» **EXERCISE AIM**
All that should be output is the block of lines below from the line with "explicitly so the" to the line with "Note that the", both included, exactly as written.

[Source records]
//! Request-abuse policy
//!
//! Per-admin daily caps and request-expiry bookkeeping, kept separate from
//! the registry so the governance engine consumes it purely as a contract.

use std::collections::HashMap;
use std::sync::{Mutex, MutexGuard, PoisonError};

use chrono::Utc;
use serde::Serialize;
use uuid::{Uuid, Variant};

/// Each admin may file at most this many requests per UTC day.
const MAX_REQUESTS_PER_DAY: u32 = 1;

/// Timestamps further than a year from the wall clock are garbage.
const TIMESTAMP_SANITY_WINDOW_SECS: i64 = 365 * 86_400;

/// Per-admin request statistics for the stats surface.
#[derive(Debug, Clone, Serialize)]
pub struct AdminRequestStats {
    pub admin_id: Uuid,
    pub requests_today: u32,
    #[serde(skip_serializing_if = "Option::is_none")]
    pub last_request_time: Option<i64>,
    pub has_active_request: bool,
}

/// Rate-limit and expiry contract consumed by the governance engine.
///
/// All timestamps are epoch seconds; callers pass `now` explicitly so the
/// policy itself stays clock-free apart from `current_timestamp`.
pub trait SecurityPolicy: Send + Sync {
    /// Check that an identity string has UUIDv4 shape.
    fn validate_admin_id(&self, id: &str) -> bool;
    /// Whether the admin may file a request right now.
    fn can_make_request(&self, admin_id: Uuid, now: i64) -> bool;
    /// Note that the admin filed a request at `now`.
    fn record_request(&self, admin_id: Uuid, now: i64);
    fn has_made_request_today(&self, admin_id: Uuid, now: i64) -> bool;
    fn request_count_today(&self, admin_id: Uuid, now: i64) -> u32;
    fn total_requests_today(&self, now: i64) -> u32;
    /// Whether a request created at `created_at` has outlived `ttl_minutes`.
    fn is_request_expired(&self, created_at: i64, now: i64, ttl_minutes: i64) -> bool;
    /// Drop expired active-request flags. Returns how many were cleared.
    fn cleanup_expired(&self, now: i64) -> usize;
    fn all_admin_stats(&self, now: i64) -> Vec<AdminRequestStats>;
    fn current_timestamp(&self) -> i64;
}

/// Start of the UTC day containing `ts`.
fn utc_day_start(ts: i64) -> i64 {
    ts - ts.rem_euclid(86_400)
}

fn timestamp_is_sane(ts: i64) -> bool {
    ts > 0 && (ts - Utc::now().timestamp()).abs() <= TIMESTAMP_SANITY_WINDOW_SECS
}

#[derive(Debug, Clone, Copy)]
struct AdminRecord {
    requests_today: u32,
    last_request_time: i64,
    /// UTC day the counters belong to; counters are stale once it passes.
    day_start: i64,
    has_active_request: bool,
}

impl AdminRecord {
    fn is_current_day(&self, now: i64) -> bool {
        self.day_start == utc_day_start(now)
    }
}

/// Default [`SecurityPolicy`]: a mutex-guarded per-admin ledger.
pub struct RequestLedger {
    records: Mutex<HashMap<Uuid, AdminRecord>>,
    /// Validity window for a filed request, in minutes.
    ttl_minutes: i64,
}

impl RequestLedger {
    pub fn new(ttl_minutes: i64) -> Self {
        Self {
            records: Mutex::new(HashMap::new()),
            ttl_minutes,
        }
    }

    fn records(&self) -> MutexGuard<'_, HashMap<Uuid, AdminRecord>> {
        self.records.lock().unwrap_or_else(PoisonError::into_inner)
    }
}

impl SecurityPolicy for RequestLedger {
    fn validate_admin_id(&self, id: &str) -> bool {
        if id.len() != 36 {
            return false;
        }
        match Uuid::parse_str(id) {
            Ok(parsed) => {
                parsed.get_version_num() == 4 && parsed.get_variant() == Variant::RFC4122
            }
            Err(_) => false,
        }
    }

    fn can_make_request(&self, admin_id: Uuid, now: i64) -> bool {
        if !timestamp_is_sane(now) {
            return false;
        }
        let records = self.records();
        let Some(record) = records.get(&admin_id) else {
            return true;
        };
        // Counters from a previous day no longer bind.
        if !record.is_current_day(now) {
            return true;
        }
        if record.requests_today >= MAX_REQUESTS_PER_DAY {
            return false;
        }
        // A still-live earlier request blocks overlap.
        if record.has_active_request
            && !self.is_request_expired(record.last_request_time, now, self.ttl_minutes)
        {
            return false;
        }
        true
    }

    fn record_request(&self, admin_id: Uuid, now: i64) {
        if !timestamp_is_sane(now) {
            return;
        }
        let mut records = self.records();
        let record = records.entry(admin_id).or_insert(AdminRecord {
            requests_today: 0,
            last_request_time: 0,
            day_start: utc_day_start(now),
            has_active_request: false,
        });
        if !record.is_current_day(now) {
            record.requests_today = 0;
            record.day_start = utc_day_start(now);
        }
        record.requests_today += 1;
        record.last_request_time = now;
        record.has_active_request = true;
    }

    fn has_made_request_today(&self, admin_id: Uuid, now: i64) -> bool {
        self.request_count_today(admin_id, now) > 0
    }

    fn request_count_today(&self, admin_id: Uuid, now: i64) -> u32 {
        let records = self.records();
        match records.get(&admin_id) {
            Some(record) if record.is_current_day(now) => record.requests_today,
            _ => 0,
        }
    }

    fn total_requests_today(&self, now: i64) -> u32 {
        self.records()
            .values()
            .filter(|r| r.is_current_day(now))
            .map(|r| r.requests_today)
            .sum()
    }

    fn is_request_expired(&self, created_at: i64, now: i64, ttl_minutes: i64) -> bool {
        now > created_at + ttl_minutes * 60
    }

    fn cleanup_expired(&self, now: i64) -> usize {
        let mut cleared = 0;
        let mut records = self.records();
        for record in records.values_mut() {
            if record.has_active_request
                && now > record.last_request_time + self.ttl_minutes * 60
            {
                record.has_active_request = false;
                cleared += 1;
            }
        }
        cleared
    }

    fn all_admin_stats(&self, now: i64) -> Vec<AdminRequestStats> {
        self.records()
            .iter()
            .map(|(admin_id, record)| {
                let current = record.is_current_day(now);
                AdminRequestStats {
                    admin_id: *admin_id,
                    requests_today: if current { record.requests_today } else { 0 },
                    last_request_time: Some(record.last_request_time),
                    has_active_request: record.has_active_request,
                }
            })
            .collect()
    }

    fn current_timestamp(&self) -> i64 {
        Utc::now().timestamp()
    }
}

» **RESULT OF THE EXERCISE**
/// All timestamps are epoch seconds; callers pass `now` explicitly so the
/// policy itself stays clock-free apart from `current_timestamp`.
pub trait SecurityPolicy: Send + Sync {
    /// Check that an identity string has UUIDv4 shape.
    fn validate_admin_id(&self, id: &str) -> bool;
    /// Whether the admin may file a request right now.
    fn can_make_request(&self, admin_id: Uuid, now: i64) -> bool;
    /// Note that the admin filed a request at `now`.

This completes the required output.